Une philosophie à contre-courant
A cette époque du football, la philosophie du beau jeu est loin d’être la dominante. Le football connaît une ère de cynisme général, privilégiant la victoire à tout prix. Si les Galacticos sont réputés pour être excellents individuellement, ils ne veulent pas faire de spectacle : ce qu’ils veulent, c’est gagner. Pourtant, certains joueurs comme Ronaldinho, Zidane ou même Messi, permettent à cette époque de faire perdurer un football beau à voir et pleins de gestes techniques, de jeu collectif, de grandes performances. Toutefois, rares sont les joueurs qui continuent de jouer un football pur et dur, faisant passer la technique et le spectacle avant la gagne, ou qui, plus précisément, les font cohabiter. Pour Ronaldinho, cela va de soi : gagner et bien jouer sont deux choses qui peuvent concorder, et sa performance ce soir-là le prouve complètement. Seul contre tous, il continue de jouer le même football toute sa carrière et n’arrivera jamais à s’adapter à ces quelques années de jeu défensif. Sur le terrain ce soir-là, Ronaldinho prouve qu’il est l’un des plus grands. Tel un adolescent et ses petits frères de cinq ans dans son jardin, il s’amuse avec le ballon et fait de ses adversaires ses victimes, les humiliant un à un chez eux. Le message est fort : chez son grand rival, le joueur du FC Barcelone ne s’adapte pas et force ses adversaires à souffrir et à tomber sous ses dribbles.

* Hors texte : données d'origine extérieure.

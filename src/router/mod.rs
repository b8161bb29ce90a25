//! Subscription bookkeeping and fan-out routing
//!
//! The router decides which connected peers receive an outbound message that
//! is addressed by subscription id (or event id) rather than by connection.
//! One relay commonly serves several test clients at once, and every client
//! that subscribed under an id must see the traffic for that id.
//!
//! # Tables
//!
//! ```text
//!                    SubscriptionRouter<P>
//!   ┌──────────────────────────────────────────────────┐
//!   │ peers:        [P1, P2, ...]   (connection order) │
//!   │ streams:      P → {sub ids}   REQ .. CLOSE       │
//!   │ counts:       P → {sub ids}   COUNT .. one reply │
//!   │ pending_acks: P → {event ids} EVENT .. one OK    │
//!   └──────────────────────────────────────────────────┘
//! ```
//!
//! Bookkeeping never fails: closing an unknown id, subscribing twice, or
//! hearing from a peer that never connected are all tolerated.

pub mod store;
pub mod table;

pub use store::SubscriptionRouter;
pub use table::{SubscriptionKind, SubscriptionTable};
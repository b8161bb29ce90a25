//! End-to-end relay behavior

mod common;

use std::sync::Arc;
use std::time::Duration;

use nostr_relay_mock::{
    faker, ClientMessage, Error, MessageError, PartialEvent, RelayMessage, SubscriptionKind,
};

use common::{client, relay, WAIT};

#[tokio::test]
async fn test_single_client_stream_lifecycle() {
    let (network, relay) = relay();
    let client = client(&network);

    client.send(&faker::to_relay::req("x")).unwrap();
    assert_eq!(relay.next().await.unwrap(), faker::to_relay::req("x"));

    let evt = PartialEvent::new().id("e1").content("first");
    let sent = relay.emit_event("x", evt.clone());
    assert_eq!(client.next().await.unwrap(), sent);
    assert_eq!(sent, faker::to_client::event("x", evt));

    relay.emit_eose("x");
    assert_eq!(client.next().await.unwrap(), faker::to_client::eose("x"));

    client.send(&faker::to_relay::close("x")).unwrap();
    assert_eq!(relay.next().await.unwrap(), faker::to_relay::close("x"));

    relay.emit_event("x", PartialEvent::new().id("e2"));
    assert!(client.next().await.unwrap_err().is_timeout());
}

#[tokio::test]
async fn test_two_clients_share_a_subscription_id() {
    let (network, relay) = relay();
    let alice = client(&network);
    let bob = client(&network);

    alice.send(&faker::to_relay::req("common")).unwrap();
    bob.send(&faker::to_relay::req("common")).unwrap();
    relay.nexts(2).await.unwrap();

    let sent = relay.emit_event("common", PartialEvent::new().content("hello"));

    assert_eq!(alice.next().await.unwrap(), sent);
    assert_eq!(bob.next().await.unwrap(), sent);
}

#[tokio::test]
async fn test_stream_survives_eose_and_many_events() {
    let (network, relay) = relay();
    let client = client(&network);
    client.send(&faker::to_relay::req("s")).unwrap();

    relay.emit_eose("s");
    for i in 0..5 {
        relay.emit_event("s", PartialEvent::new().created_at(i));
    }

    let messages = client.nexts(6).await.unwrap();
    assert_eq!(messages[0], faker::to_client::eose("s"));
    let times: Vec<u64> = messages[1..]
        .iter()
        .map(|m| match m {
            RelayMessage::Event { event, .. } => event.created_at,
            other => panic!("unexpected {other}"),
        })
        .collect();
    assert_eq!(times, vec![0, 1, 2, 3, 4]);
}

#[tokio::test]
async fn test_disconnected_client_gets_nothing() {
    let (network, relay) = relay();
    let leaving = client(&network);
    let staying = client(&network);

    leaving.send(&faker::to_relay::req("s")).unwrap();
    staying.send(&faker::to_relay::req("s")).unwrap();
    let leaving_socket = relay.socket(0).await.unwrap();

    leaving.socket().close();
    assert!(relay.subscriptions(&leaving_socket, SubscriptionKind::Stream).is_empty());

    relay.emit_event("s", PartialEvent::new());
    assert!(staying.next().await.is_ok());
    assert!(leaving.next().await.unwrap_err().is_timeout());
}

#[tokio::test]
async fn test_count_is_answered_once() {
    let (network, relay) = relay();
    let a = client(&network);
    let b = client(&network);

    a.send(&faker::to_relay::count("c")).unwrap();
    b.send(&faker::to_relay::count("c")).unwrap();

    relay.emit_count("c", Some(10));
    relay.emit_count("c", Some(11));

    assert_eq!(a.next().await.unwrap(), faker::to_client::count("c", 10));
    assert_eq!(b.next().await.unwrap(), faker::to_client::count("c", 10));
    assert!(a.next().await.unwrap_err().is_timeout());
}

#[tokio::test]
async fn test_ok_goes_to_the_submitter_once() {
    let (network, relay) = relay();
    let submitter = client(&network);
    let bystander = client(&network);

    submitter
        .send(&faker::to_relay::event(PartialEvent::new().id("e1")))
        .unwrap();
    relay.next().await.unwrap();

    let sent = relay.emit_ok("e1", false, Some("blocked: spam"));
    relay.emit_ok("e1", true, None);

    assert_eq!(submitter.next().await.unwrap(), sent);
    assert!(submitter.next().await.unwrap_err().is_timeout());
    assert!(bystander.next().await.unwrap_err().is_timeout());
}

#[tokio::test]
async fn test_raw_ok_does_not_release_the_pending_ack() {
    let (network, relay) = relay();
    let client = client(&network);
    client
        .send(&faker::to_relay::event(PartialEvent::new().id("e1")))
        .unwrap();

    relay.emit_to_all(&faker::to_client::ok("e1", true, None));
    relay.emit_ok("e1", true, None);

    // Two OKs for one event
    let messages = client.nexts(2).await.unwrap();
    assert_eq!(messages[0], messages[1]);
}

#[tokio::test]
async fn test_raw_emit_sends_text_verbatim() {
    let (network, relay) = relay();
    let a = client(&network);
    let b = client(&network);

    let text = relay.emit_to_all(r#"["NOTICE","maintenance"]"#);
    assert_eq!(text, r#"["NOTICE","maintenance"]"#);
    assert_eq!(a.next().await.unwrap(), faker::to_client::notice(Some("maintenance")));
    assert_eq!(b.next().await.unwrap(), faker::to_client::notice(Some("maintenance")));

    let only_b = relay.socket(1).await.unwrap();
    relay.emit_to(&faker::to_client::auth(Some("challenge")), &only_b);
    assert_eq!(b.next().await.unwrap(), faker::to_client::auth(Some("challenge")));
    assert!(a.next().await.unwrap_err().is_timeout());
}

#[tokio::test]
async fn test_malformed_payloads_surface_immediately() {
    let (network, relay) = relay();
    let client = client(&network);

    let err = client.send_raw("[]").unwrap_err();
    assert!(matches!(err, Error::Message(MessageError::InvalidFormat(_))));

    let err = client.send_raw(r#"["PING"]"#).unwrap_err();
    assert!(matches!(err, Error::Message(MessageError::UnknownType(_))));

    let err = client.send_raw(r#"["REQ"]"#).unwrap_err();
    assert!(matches!(err, Error::Message(MessageError::MissingField(_))));

    // Nothing was queued or tracked
    assert!(relay.next().await.unwrap_err().is_timeout());
}

#[tokio::test]
async fn test_nexts_preserves_arrival_order() {
    let (network, relay) = relay();
    let client = client(&network);

    let sent = vec![
        faker::to_relay::req("a"),
        faker::to_relay::count("b"),
        faker::to_relay::close("a"),
        faker::to_relay::auth(PartialEvent::new()),
    ];
    for message in &sent {
        client.send(message).unwrap();
    }

    assert_eq!(relay.nexts(4).await.unwrap(), sent);
}

#[tokio::test]
async fn test_nexts_timeout_keeps_partial_batch() {
    let (network, relay) = relay();
    let client = client(&network);
    client.send(&faker::to_relay::req("a")).unwrap();

    let err = relay.nexts(2).await.unwrap_err();
    assert!(err.is_timeout());

    // The one message that did arrive is still there
    assert_eq!(relay.next().await.unwrap(), faker::to_relay::req("a"));
}

#[tokio::test]
async fn test_message_sent_from_another_task() {
    let (network, relay) = relay();
    let client = Arc::new(client(&network));

    let sender = Arc::clone(&client);
    let task = tokio::spawn(async move {
        tokio::time::sleep(Duration::from_millis(10)).await;
        sender.send(&faker::to_relay::req("late")).unwrap();
    });

    let received = relay.next_with_timeout(WAIT * 5).await.unwrap();
    assert!(matches!(received, ClientMessage::Req { ref subscription_id, .. } if subscription_id == "late"));
    task.await.unwrap();
}

#[tokio::test]
async fn test_relay_close_disconnects_and_unbinds() {
    let (network, relay) = relay();
    let client = client(&network);

    relay.close();

    assert!(!client.is_connected());
    assert!(!network.is_bound(common::URL));
    assert!(relay.next().await.unwrap_err().is_timeout());
}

Omniprésent, technique, collectif, spectaculaire : Ronaldinho éloigne tous les clichés entourant le football de l’époque et continue d’émerveiller tous ses amateurs, et ce avec son éternel sourire.

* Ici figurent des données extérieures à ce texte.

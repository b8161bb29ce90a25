//! Shared helpers for integration tests

#![allow(dead_code)]

use std::sync::Once;
use std::time::Duration;

use nostr_relay_mock::{MockClient, MockNetwork, MockRelay, ServerConfig};

pub const URL: &str = "ws://relay.test";

/// Short enough to keep failing tests fast
pub const WAIT: Duration = Duration::from_millis(200);

/// Install a log subscriber once per test binary
///
/// Respects `RUST_LOG`; quiet by default.
pub fn init_tracing() {
    static INIT: Once = Once::new();
    INIT.call_once(|| {
        let _ = tracing_subscriber::fmt()
            .with_env_filter(
                tracing_subscriber::EnvFilter::try_from_default_env()
                    .unwrap_or_else(|_| tracing_subscriber::EnvFilter::new("warn")),
            )
            .with_test_writer()
            .try_init();
    });
}

/// A relay with a short request timeout on a fresh network
pub fn relay() -> (MockNetwork, MockRelay) {
    init_tracing();
    let network = MockNetwork::new();
    let relay = MockRelay::with_config(&network, ServerConfig::with_url(URL).request_timeout(WAIT))
        .expect("bind relay");
    (network, relay)
}

pub fn client(network: &MockNetwork) -> MockClient {
    MockClient::connect(network, URL).expect("connect client")
}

C’est par sa virtuosité, son élégance et sa bienveillance que Ronaldinho a pu conquérir le stade de ses éternels rivaux, mettant à ses pieds pendant toute une mi-temps l’une des équipes les plus fortes de l’histoire du Real Madrid, les Galacticos. Grâce à cette victoire, le FC Barcelone s’offre une avance qu’il ne perdra plus et remporte un deuxième titre consécutif en Liga. Ronaldinho, lui, gagne le Ballon d’Or une dizaine de jours après ce match dantesque. Il est l’un des derniers joueurs de football à avoir su garder son sourire dans toutes les circonstances possibles, même à l’heure d’un match historique comme le Clasico. Comment ne pas l’aimer ? Sa joie de vivre et son style conquérant resteront à jamais dans l’histoire car, grâce à eux, il a pu accomplir quelque chose d’unique : unifier.